Trauma-informed care is an increasingly trending clinical and organizational approach globally. Multiple guidelines exist on implementing trauma-informed care across healthcare systems, behavioral health programs, academic institutions, and prisons, among other settings. Although many studies have assessed the implementation of trauma-informed care guidelines and the integration of training into curricula for healthcare providers, workforces, and in clinical practice with individuals and communities, there have been no studies previously conducted to date on assessing the existing state of coverage on trauma-informed care across social media to inform future, actionable interventions. This represents a critical gap in research and practice given the increasingly prevalent utilization and accessibility of information online, especially via a multitude of social media platforms. This study is the first to assess the sources, format, and content across one of these social media platforms on YouTube. Content on trauma-informed care was examined through conducting a descriptive, observational study to determine the depth and breadth of content that was widely covered and uncovered across the top 100 widely viewed videos.

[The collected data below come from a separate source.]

//! Transfer workflow commands: propose, confirm, cancel, show.

use crate::db;
use crate::TransferAction;
use anyhow::Result;
use std::path::Path;

pub async fn handle(db_path: &Path, action: TransferAction) -> Result<()> {
    let engine = db::open_engine(db_path).await?;
    let transfers = engine.transfers();

    match action {
        TransferAction::Propose {
            sender_id,
            recipient_id,
            amount,
        } => {
            let request = transfers.propose(sender_id, recipient_id, amount).await?;
            println!("Transfer proposed: {}", request.id);
            println!(
                "  {} -> {}: {} (fee {}, total {})",
                request.sender_id,
                request.recipient_id,
                request.amount,
                request.fee,
                request.total_debit()
            );
            println!("  Confirm with: bankbot transfer confirm {} --user {}", request.id, sender_id);
        }

        TransferAction::Confirm { transfer_id, user } => {
            let settled = transfers.confirm(&transfer_id, user).await?;
            println!(
                "Transfer {} settled: {} sent to {}, fee {}",
                settled.request.id,
                settled.request.amount,
                settled.request.recipient_id,
                settled.request.fee
            );
            println!("  Sender balance: {}", settled.sender_balance);
        }

        TransferAction::Cancel { transfer_id, user } => {
            let request = transfers.cancel(&transfer_id, user).await?;
            println!("Transfer {} {}", request.id, request.status);
        }

        TransferAction::Show { transfer_id } => {
            let request = transfers.get(&transfer_id).await?;
            println!("Transfer {}", request.id);
            println!("  From:   {}", request.sender_id);
            println!("  To:     {}", request.recipient_id);
            println!("  Amount: {} (fee {})", request.amount, request.fee);
            println!("  Status: {}", request.status);
        }
    }
    Ok(())
}
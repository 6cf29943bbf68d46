//! # Money Module
//!
//! Decimal helpers for the single ledger currency. All amounts are
//! `rust_decimal::Decimal` so fee, interest, and reconciliation arithmetic
//! is exact; floats never touch a balance.

use rust_decimal::{Decimal, RoundingStrategy};

/// Decimal places of the currency's minor unit (cents).
pub const MINOR_UNIT: u32 = 2;

/// Round an amount to the currency's minor unit.
///
/// Midpoint rounds away from zero, so a 0.025 fee becomes 0.03 for a debit
/// and -0.025 becomes -0.03 for a credit reversal.
pub fn round_minor(amount: Decimal) -> Decimal {
    amount.round_dp_with_strategy(MINOR_UNIT, RoundingStrategy::MidpointAwayFromZero)
}

/// Transfer fee for `amount` at `rate`, rounded to the minor unit.
pub fn fee_for(amount: Decimal, rate: Decimal) -> Decimal {
    round_minor(amount * rate)
}

/// Loan interest on `principal` at `rate`, rounded to the minor unit.
pub fn interest_on(principal: Decimal, rate: Decimal) -> Decimal {
    round_minor(principal * rate)
}

#[cfg(test)]
mod tests {
    use super::*;
    use rust_decimal_macros::dec;

    #[test]
    fn test_round_minor() {
        assert_eq!(round_minor(dec!(1.005)), dec!(1.01));
        assert_eq!(round_minor(dec!(1.004)), dec!(1.00));
        assert_eq!(round_minor(dec!(-1.005)), dec!(-1.01));
        assert_eq!(round_minor(dec!(49.00)), dec!(49.00));
    }

    #[test]
    fn test_fee_for() {
        // 2% of 50.00 is exactly 1.00
        assert_eq!(fee_for(dec!(50.00), dec!(0.02)), dec!(1.00));
        // 2% of 0.99 is 0.0198, rounds to 0.02
        assert_eq!(fee_for(dec!(0.99), dec!(0.02)), dec!(0.02));
    }

    #[test]
    fn test_interest_on() {
        assert_eq!(interest_on(dec!(25), dec!(0.25)), dec!(6.25));
        assert_eq!(interest_on(dec!(100), dec!(0.25)), dec!(25.00));
    }
}
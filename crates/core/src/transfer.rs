//! # Transfer Module
//!
//! The persisted transfer-request state machine. A request is created
//! `pending` and takes exactly one terminal transition: `settled`,
//! `cancelled`, or `expired`. Settlement itself (balance and pool movement)
//! lives in the engine; this module owns the states and the TTL rule.

use chrono::{DateTime, Duration, Utc};
use rust_decimal::Decimal;
use serde::{Deserialize, Serialize};
use std::fmt;

/// Lifecycle state of a transfer request.
#[derive(Debug, Clone, Copy, PartialEq, Eq, Serialize, Deserialize)]
#[serde(rename_all = "lowercase")]
pub enum TransferStatus {
    Pending,
    Settled,
    Cancelled,
    Expired,
}

impl TransferStatus {
    pub fn as_str(&self) -> &'static str {
        match self {
            TransferStatus::Pending => "pending",
            TransferStatus::Settled => "settled",
            TransferStatus::Cancelled => "cancelled",
            TransferStatus::Expired => "expired",
        }
    }

    pub fn from_str(s: &str) -> Option<Self> {
        match s {
            "pending" => Some(TransferStatus::Pending),
            "settled" => Some(TransferStatus::Settled),
            "cancelled" => Some(TransferStatus::Cancelled),
            "expired" => Some(TransferStatus::Expired),
            _ => None,
        }
    }

    /// Terminal states admit no further transition.
    pub fn is_terminal(&self) -> bool {
        !matches!(self, TransferStatus::Pending)
    }
}

impl fmt::Display for TransferStatus {
    fn fmt(&self, f: &mut fmt::Formatter<'_>) -> fmt::Result {
        write!(f, "{}", self.as_str())
    }
}

/// A proposed, not-yet-settled transfer awaiting confirmation.
#[derive(Debug, Clone, PartialEq, Eq, Serialize, Deserialize)]
pub struct TransferRequest {
    /// Unique transfer id (`tr_…`), exchanged between both sides
    pub id: String,
    pub sender_id: i64,
    pub recipient_id: i64,
    /// Amount the recipient receives, always positive
    pub amount: Decimal,
    /// Fee charged to the sender on top of `amount`
    pub fee: Decimal,
    pub status: TransferStatus,
    pub created_at: DateTime<Utc>,
}

impl TransferRequest {
    pub fn new(
        id: &str,
        sender_id: i64,
        recipient_id: i64,
        amount: Decimal,
        fee: Decimal,
        created_at: DateTime<Utc>,
    ) -> Self {
        Self {
            id: id.to_string(),
            sender_id,
            recipient_id,
            amount,
            fee,
            status: TransferStatus::Pending,
            created_at,
        }
    }

    /// Total the sender pays on settlement.
    pub fn total_debit(&self) -> Decimal {
        self.amount + self.fee
    }

    /// Whether a still-pending request has outlived its TTL.
    pub fn is_expired(&self, now: DateTime<Utc>, ttl: Duration) -> bool {
        self.status == TransferStatus::Pending && now - self.created_at > ttl
    }
}

#[cfg(test)]
mod tests {
    use super::*;
    use rust_decimal_macros::dec;

    fn request(created_at: DateTime<Utc>) -> TransferRequest {
        TransferRequest::new("tr_1", 10, 20, dec!(50.00), dec!(1.00), created_at)
    }

    #[test]
    fn test_status_roundtrip() {
        for status in [
            TransferStatus::Pending,
            TransferStatus::Settled,
            TransferStatus::Cancelled,
            TransferStatus::Expired,
        ] {
            assert_eq!(TransferStatus::from_str(status.as_str()), Some(status));
        }
        assert_eq!(TransferStatus::from_str("done"), None);
    }

    #[test]
    fn test_only_pending_is_non_terminal() {
        assert!(!TransferStatus::Pending.is_terminal());
        assert!(TransferStatus::Settled.is_terminal());
        assert!(TransferStatus::Cancelled.is_terminal());
        assert!(TransferStatus::Expired.is_terminal());
    }

    #[test]
    fn test_total_debit() {
        let now = Utc::now();
        assert_eq!(request(now).total_debit(), dec!(51.00));
    }

    #[test]
    fn test_ttl_expiry() {
        let created = Utc::now();
        let ttl = Duration::minutes(15);
        let req = request(created);

        assert!(!req.is_expired(created + Duration::minutes(14), ttl));
        assert!(req.is_expired(created + Duration::minutes(16), ttl));

        // Terminal requests never re-expire
        let mut settled = request(created);
        settled.status = TransferStatus::Settled;
        assert!(!settled.is_expired(created + Duration::hours(1), ttl));
    }
}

Findings revealed that most of the content was published by professional, nongovernmental sources. A wide range of resources and strategies was presented on social media for utilizing trauma-informed care across diverse settings on individual and community levels. The five principles of trauma-informed care (safety, trustworthiness, collaboration, empowerment, and choice) were heavily reviewed among the widely viewed videos. A multitude of benefits was presented in terms of implementing trauma-informed care on both micro and macro levels. Social determinants of health were not widely covered but formed some of the stressors and triggers examined among the videos. DEI principles were also scantly covered across the videos. Several clinical and organizational implications are presented. Recommendations to integrate widely covered and uncovered content as targets for intervention in informing future trauma-informed approaches are proposed.